Even though the underlying radiation damage processes differ because of the different time scales of the experiments using an XFEL and a synchrotron or rotating anode (femtoseconds versus seconds or hours), no features related to radiation damage are observed in difference maps calculated between the SFX and the low-dose synchrotron data (Fig. 2B). In addition to local structural changes, metrics like I/I₀ [the ratio of measured intensities (I) to the ideal calculated intensities (I₀)] and the Wilson B factor are most often used to characterize global radiation damage in protein crystallography (17). I/I₀ is not applicable to the SFX data. However, the Wilson B factors of both SFX data sets show values typical for room-temperature data sets and do not differ significantly from those obtained from synchrotron and rotating anode data sets collected with different doses, using similarly grown larger crystals kept at room temperature and fully immersed in solution (11) (Table 1 and table S1). The R factors calculated between all collected data sets do not show a dose-dependent increase (fig. S4). However, higher R factors are observed for the SFX data, indicating a systematic difference. This is not caused by nonconvergence of the Monte Carlo integration, because scaling the 40- and 5-fs data together does not affect the scaling behavior. Besides non-isomorphism or radiation damage, possible explanations for this difference could include suboptimal treatment of weak reflections, the difficulties associated with processing still diffraction images, and other SFX-specific steps in the method. SFX is an emerging technique, and data processing algorithms, detectors, and data collection methods are under continuous development.

A simple consideration shows the attainable velocities of atoms in the sample depend on the deposited x-ray energy versus the inertia of those atoms: $\langle v\rangle =\sqrt{3k_{\text{B}}T/m}$, where m is the mass of a carbon atom, for example, T is temperature, and k_B is Boltzmann’s constant. For an impulse absorption of energy at the doses of our LCLS measurements, we predict average velocities less than 10 Å/ps, which gives negligible displacement during the FEL pulses. On the time scale of femtoseconds, radiation damage is primarily caused by impulsive rearrangement of atoms and electron density rather than the relatively slow-processes of chemical bond breaking typical in conventional crystallography using much longer exposures at much lower dose rates (the dose rate in this experiment was about 0.75 MGy per femtosecond).
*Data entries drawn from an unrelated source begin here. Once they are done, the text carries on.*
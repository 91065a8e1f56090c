//! Source rows below the header, plus column-map and level suggestions.

use serde::Serialize;
use std::collections::HashMap;
use std::path::Path;

use super::header_locator::{cell_text, first_sheet};
use crate::error::LocatorError;
use crate::logging::RunLog;
use crate::models::{ColumnMap, Field, Level, LevelChoice, RowEntry};
use crate::types::SourceRow;

#[derive(Debug, Clone, Default, PartialEq, Serialize)]
pub struct SourceTable {
    /// Header texts in column order; blank header cells are left out.
    pub headers: Vec<String>,
    pub rows: Vec<SourceRow>,
}

impl SourceTable {
    /// Row entries for every row whose chosen level is not IGNORE.
    pub fn entries(&self, levels: &[LevelChoice]) -> Vec<RowEntry> {
        self.rows
            .iter()
            .zip(levels)
            .filter_map(|(row, choice)| {
                choice.level().map(|level| RowEntry {
                    values: row.values.clone(),
                    level,
                })
            })
            .collect()
    }
}

fn unique_header(seen: &mut HashMap<String, usize>, text: String) -> String {
    let count = seen.entry(text.clone()).or_insert(0);
    *count += 1;
    if *count == 1 {
        text
    } else {
        format!("{}.{}", text, *count - 1)
    }
}

/// Read the `max_rows` sheet rows below the 0-based `header_row` of the first
/// worksheet. Blank rows and rows whose `description_column` is blank are skipped.
pub fn read_source_rows(
    path: &Path,
    header_row: usize,
    max_rows: usize,
    description_column: Option<&str>,
    log: &dyn RunLog,
) -> Result<SourceTable, LocatorError> {
    let (range, first_row) = first_sheet(path)?;

    let mut columns: Vec<(usize, String)> = Vec::new();
    let mut seen = HashMap::new();
    if header_row >= first_row {
        if let Some(cells) = range.rows().nth(header_row - first_row) {
            for (i, cell) in cells.iter().enumerate() {
                let text = cell_text(cell);
                if !text.is_empty() {
                    columns.push((i, unique_header(&mut seen, text)));
                }
            }
        }
    }

    let mut rows = Vec::new();
    for (i, cells) in range.rows().enumerate() {
        let sheet_row = first_row + i;
        if sheet_row <= header_row {
            continue;
        }
        if sheet_row > header_row + max_rows {
            break;
        }
        let values: HashMap<String, String> = columns
            .iter()
            .map(|(idx, name)| {
                let text = cells.get(*idx).map(cell_text).unwrap_or_default();
                (name.clone(), text)
            })
            .collect();
        if values.values().all(|v| v.is_empty()) {
            continue;
        }
        if let Some(desc) = description_column {
            if values.get(desc).map_or(true, |v| v.is_empty()) {
                continue;
            }
        }
        rows.push(SourceRow {
            sheet_row: sheet_row + 1,
            values,
        });
    }

    log.debug(&format!(
        "Read {} rows, {} columns from {}",
        rows.len(),
        columns.len(),
        path.display()
    ));
    Ok(SourceTable {
        headers: columns.into_iter().map(|(_, name)| name).collect(),
        rows,
    })
}

fn header_matches(field: Field, header: &str) -> bool {
    let upper = header.to_uppercase();
    if upper.contains(field.key()) {
        return true;
    }
    match field {
        Field::Code => upper.contains("COD") || upper.contains("CÓD"),
        Field::Source => upper.contains("FONTE") || upper.contains("REF"),
        Field::Description => upper.contains("DESC"),
        Field::Unit => upper.contains("UND"),
        Field::UnitPrice => upper.contains("VALOR"),
        _ => false,
    }
}

/// Guess the column map from header texts: per field, the last matching
/// header wins. Fields with no match keep `base`.
pub fn suggest_column_map<S: AsRef<str>>(headers: &[S], base: &ColumnMap) -> ColumnMap {
    let mut map = base.clone();
    for field in Field::ALL {
        if let Some(header) = headers
            .iter()
            .map(AsRef::as_ref)
            .filter(|h| header_matches(field, h))
            .last()
        {
            map.set(field, header);
        }
    }
    map
}

/// Level suggested by the shape of an item number ("1" N1, "1.2" N2,
/// "1.2.3" N3, anything else ITEM, blank IGNORE).
pub fn suggest_level(item_number: &str) -> LevelChoice {
    let item = item_number.trim();
    if item.is_empty() || item.eq_ignore_ascii_case("nan") {
        return LevelChoice::ignore();
    }
    let level = match item.matches('.').count() {
        0 if item.chars().all(|c| c.is_ascii_digit()) => Level::N1,
        1 => Level::N2,
        2 => Level::N3,
        _ => Level::Item,
    };
    LevelChoice::Level(level)
}

#[cfg(test)]
mod tests {
    use super::*;
    use crate::logging::MemoryLog;
    use pretty_assertions::assert_eq;
    use rust_xlsxwriter::Workbook;

    #[test]
    fn level_from_item_number() {
        assert_eq!(suggest_level("").level(), None);
        assert_eq!(suggest_level("nan").level(), None);
        assert_eq!(suggest_level("3").level(), Some(Level::N1));
        assert_eq!(suggest_level("3.1").level(), Some(Level::N2));
        assert_eq!(suggest_level("3.1.2").level(), Some(Level::N3));
        assert_eq!(suggest_level("3.1.2.4").level(), Some(Level::Item));
        assert_eq!(suggest_level("A").level(), Some(Level::Item));
    }

    #[test]
    fn column_map_last_match_wins() {
        let headers = [
            "Item",
            "Código",
            "Fonte",
            "Descrição do serviço",
            "Unid",
            "Quant.",
            "Valor Unit",
            "Valor Total",
        ];
        let map = suggest_column_map(&headers, &ColumnMap::default());
        assert_eq!(map.item, "Item");
        assert_eq!(map.code, "Código");
        assert_eq!(map.source, "Fonte");
        assert_eq!(map.description, "Descrição do serviço");
        assert_eq!(map.unit, "Unid");
        assert_eq!(map.quantity, "Quant.");
        assert_eq!(map.unit_price, "Valor Total");
    }

    #[test]
    fn accented_and_abbreviated_headers() {
        let map = suggest_column_map(&["Cód.", "Und"], &ColumnMap::default());
        assert_eq!(map.code, "Cód.");
        assert_eq!(map.unit, "Und");
    }

    #[test]
    fn unmatched_fields_keep_base() {
        let map = suggest_column_map(&["ITEM"], &ColumnMap::default());
        assert_eq!(map.description, ColumnMap::default().description);
    }

    #[test]
    fn reads_rows_below_header() {
        let dir = tempfile::tempdir().unwrap();
        let path = dir.path().join("fonte.xlsx");
        let mut workbook = Workbook::new();
        let sheet = workbook.add_worksheet();
        for (col, h) in ["ITEM", "DESCRIÇÃO", "QUANT."].iter().enumerate() {
            sheet.write_string(2, col as u16, *h).unwrap();
        }
        sheet.write_string(3, 0, "1").unwrap();
        sheet.write_string(3, 1, "GRUPO A").unwrap();
        sheet.write_string(4, 0, "1.1").unwrap();
        sheet.write_string(5, 0, "1.2").unwrap();
        sheet.write_string(5, 1, "Pintura").unwrap();
        sheet.write_number(5, 2, 12.5).unwrap();
        workbook.save(&path).unwrap();

        let log = MemoryLog::new();
        let table = read_source_rows(&path, 2, 100, Some("DESCRIÇÃO"), &log).unwrap();
        assert!(log.contains(log::Level::Debug, "Read 2 rows, 3 columns"));
        assert_eq!(table.headers, vec!["ITEM", "DESCRIÇÃO", "QUANT."]);
        assert_eq!(table.rows.len(), 2);
        assert_eq!(table.rows[0].sheet_row, 4);
        assert_eq!(table.rows[1].value("QUANT."), "12.5");

        let levels = [LevelChoice::Level(Level::N1), LevelChoice::ignore()];
        let entries = table.entries(&levels);
        assert_eq!(entries.len(), 1);
        assert_eq!(entries[0].value("DESCRIÇÃO"), "GRUPO A");
    }

    #[test]
    fn max_rows_limits_output() {
        let dir = tempfile::tempdir().unwrap();
        let path = dir.path().join("fonte.xlsx");
        let mut workbook = Workbook::new();
        let sheet = workbook.add_worksheet();
        sheet.write_string(0, 0, "ITEM").unwrap();
        for row in 1..=10u32 {
            sheet.write_string(row, 0, &row.to_string()).unwrap();
        }
        workbook.save(&path).unwrap();
        let table = read_source_rows(&path, 0, 3, None, &MemoryLog::new()).unwrap();
        assert_eq!(table.rows.len(), 3);
    }

    #[test]
    fn boolean_cells_keep_their_text() {
        let dir = tempfile::tempdir().unwrap();
        let path = dir.path().join("fonte.xlsx");
        let mut workbook = Workbook::new();
        let sheet = workbook.add_worksheet();
        sheet.write_string(0, 0, "ITEM").unwrap();
        sheet.write_string(0, 1, "DESCRIÇÃO").unwrap();
        sheet.write_string(0, 2, "ATIVO").unwrap();
        sheet.write_string(1, 0, "1").unwrap();
        sheet.write_string(1, 1, "GRUPO").unwrap();
        sheet.write_boolean(1, 2, true).unwrap();
        workbook.save(&path).unwrap();

        let table = read_source_rows(&path, 0, 10, None, &MemoryLog::new()).unwrap();
        assert_eq!(table.rows.len(), 1);
        assert_eq!(table.rows[0].value("ATIVO"), "true");
    }
}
Neither the SFX electron density maps nor the Wilson B factors suggest obvious signs of significant radiation damage. Very short pulses (5-fs electron bunch) are not expected to produce observable damage, according to simulations (3). Furthermore, it has been reported that the actual x-ray pulses are shorter than the electron bunches for XFELs, making the pulse duration possibly shorter than the relevant Auger decays (18). The agreement between the SFX results using 40-fs pulses and 5-fs pulses suggests similar damage characteristics for the two pulse durations on the basis of the available data. Our results demonstrate that under the exposure conditions used, SFX yields high-quality data suitable for structural determination. SFX reduces the requirements on crystal size and therefore the method is of immediate relevance for the large group of difficult-to-crystallize molecules, establishing SFX as a very valuable high-resolution complement to existing macromolecular crystallography techniques.